Due to the impact of the accident, damage removal, traffic control, and construction of the new section began almost immediately.
Of course, the authorities also wanted to document the state of the bridge. As part of the damage assessment, the Georgia Department of Transportation needs to create a post-disaster scan of the bridge and compare it to a scan performed earlier, when the bridge was fully intact. The scan analysis will also assist in the repair as it will provide important geometric information regarding the section.
Bridge Comparison and Visualization
Let's go through a simulated version of the analysis. With the current tools in hand, you should be able to identify the missing components from the original laser scans. Now, these “laser scans” are far larger than what you have been dealing with so far, so your algorithms to date may not work out of the box due to memory constraints. We'll break this problem into a few smaller problems that will lead towards the final answer.
Part #1: Difference Calculation
The laser scanning folk were nice enough to register the original scan to the new scan, so they are both in the same coordinate system (i.e., they have a common origin). that means, you can directly check the point clouds to see what differences there are. Eventually, we'd like to quantify the differences not in terms of points, but in terms of surfaces. Since the point cloud is too big, we'll need to partition it too.
Proximity Check
Let's first see if we can identify the difference in the bridge due to both the collapse of the bridge, as well as due to the burning of some of the components. Create a new member function for your pts3D class that takes in another pts3D object (call it the testCloud) and a distance threshold ($\rho_{dist}$), then returns the indices into the points of the testCloud that are more than ($\rho_{dist}$) away from the points in the calling point cloud. For that, you may also want to create a member function called distanceToPoints. The idea is to be able to invoke a member function as follows:
farPointInds = sourceCloud.getDifference(testCloud, rho);
and have it pass back the indices to the points in testCloud that are far away from the points in sourceCloud (as in a distance more than rho).
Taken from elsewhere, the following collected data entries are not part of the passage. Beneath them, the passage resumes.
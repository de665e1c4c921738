// Copyright (c) 2026 100monkeys.ai
// SPDX-License-Identifier: AGPL-3.0

//! Notifier Application Service
//!
//! Single outbound path from the orchestrators to the controller. Status
//! envelopes are published inline; container log frames arrive on the
//! runtime's streaming tasks and are handed to a forwarder task over an
//! unbounded channel, so a slow bus never stalls log decoding.
//!
//! Publishing failures are logged and swallowed: the task status in the
//! registry stays authoritative and the controller catches up on the next
//! status change.

use chrono::Local;
use std::sync::Arc;
use tokio::sync::mpsc;
use tracing::{debug, error, warn};

use crate::domain::events::{Envelope, LogEventMessage, MessageType, NodeOfflineMessage};
use crate::domain::messaging::MessageBus;
use crate::domain::node_config::ServiceNames;
use crate::domain::record::TaskRecord;
use crate::domain::runtime::{LogFrame, LogSink};
use crate::domain::task::TaskKind;

type Outbound = (String, Envelope);

pub struct Notifier {
    bus: Arc<dyn MessageBus>,
    services: ServiceNames,
    log_tx: mpsc::UnboundedSender<Outbound>,
}

impl Notifier {
    /// Must be called from within a tokio runtime: the log forwarder task is
    /// spawned here and lives as long as any sink handed out by this notifier.
    pub fn new(bus: Arc<dyn MessageBus>, services: ServiceNames) -> Arc<Self> {
        let (log_tx, mut log_rx) = mpsc::unbounded_channel::<Outbound>();
        let forward_bus = bus.clone();
        tokio::spawn(async move {
            while let Some((service, envelope)) = log_rx.recv().await {
                if let Err(e) = forward_bus.publish(&service, &envelope).await {
                    warn!(service = %service, error = %e, "Failed to forward container log");
                }
            }
            debug!("Log forwarder finished");
        });

        Arc::new(Self {
            bus,
            services,
            log_tx,
        })
    }

    /// Controller queue that receives messages about `kind`.
    pub fn service_for(&self, kind: TaskKind) -> &str {
        match kind {
            TaskKind::Training | TaskKind::Extraction => &self.services.train,
            TaskKind::Evaluation => &self.services.eval,
            TaskKind::Deploy => &self.services.deploy,
        }
    }

    pub async fn publish(&self, kind: TaskKind, envelope: &Envelope) {
        let service = self.service_for(kind);
        if let Err(e) = self.bus.publish(service, envelope).await {
            error!(
                kind = %kind,
                service,
                message_type = envelope.message_type,
                error = %e,
                "Failed to notify controller"
            );
        }
    }

    /// Publishes the record's current status and remark.
    pub async fn status<R: TaskRecord>(&self, record: &R) {
        debug!(
            kind = %R::KIND,
            task_id = %record.id(),
            status = ?record.status(),
            "Sending status change"
        );
        self.publish(R::KIND, &record.status_envelope()).await;
    }

    /// Tells the controller this node is going away.
    pub async fn node_offline(&self, node_name: &str) {
        let envelope = Envelope::new(
            MessageType::TrainPoolClose,
            &NodeOfflineMessage {
                node_name: node_name.to_string(),
            },
        );
        self.publish(TaskKind::Training, &envelope).await;
    }

    /// A sink turning container log frames of one task into log events.
    pub fn log_sink(&self, kind: TaskKind, task_id: &str) -> Arc<dyn LogSink> {
        Arc::new(TaskLogSink {
            task_id: task_id.to_string(),
            numeric_id: task_id.trim().parse().ok(),
            task_type: kind.log_task_type(),
            // Log events always go to the training service queue.
            service: self.services.train.clone(),
            tx: self.log_tx.clone(),
        })
    }
}

struct TaskLogSink {
    task_id: String,
    numeric_id: Option<i64>,
    task_type: i32,
    service: String,
    tx: mpsc::UnboundedSender<Outbound>,
}

impl LogSink for TaskLogSink {
    fn on_frame(&self, frame: LogFrame) {
        let Some(task_id) = self.numeric_id else {
            warn!(task_id = %self.task_id, "Dropping log frame: task id is not an integer");
            return;
        };
        let envelope = Envelope::new(
            MessageType::DockerLog,
            &LogEventMessage {
                task_id,
                log: frame.render(Local::now()),
                task_type: self.task_type,
            },
        );
        if self.tx.send((self.service.clone(), envelope)).is_err() {
            debug!(task_id = %self.task_id, "Log forwarder closed; frame dropped");
        }
    }
}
To aid this procedure, write a member function called distanceToPoints whose stub is:
function [minDist, minInd] = distanceToPoints(this, testPts) ... end
Cleverly using pdist you can find both the minimizing distance and the associated index for the return arguments.
Your main function getDifference should invoke it and then perform the distance thresholding to identify the outlier points and returns their indices.
You should also write a member function called removeInds
function remPts = removeInds(this, inds) ... end
that takes a set of indices to remove, removes the points from the point set, and returns a new point set (e.g., a pts3D object) with the removed points. Using this removal function, you should visualize the set of points that are outliers, so you can visualize what parts of the bridge were damaged or altered in the fire.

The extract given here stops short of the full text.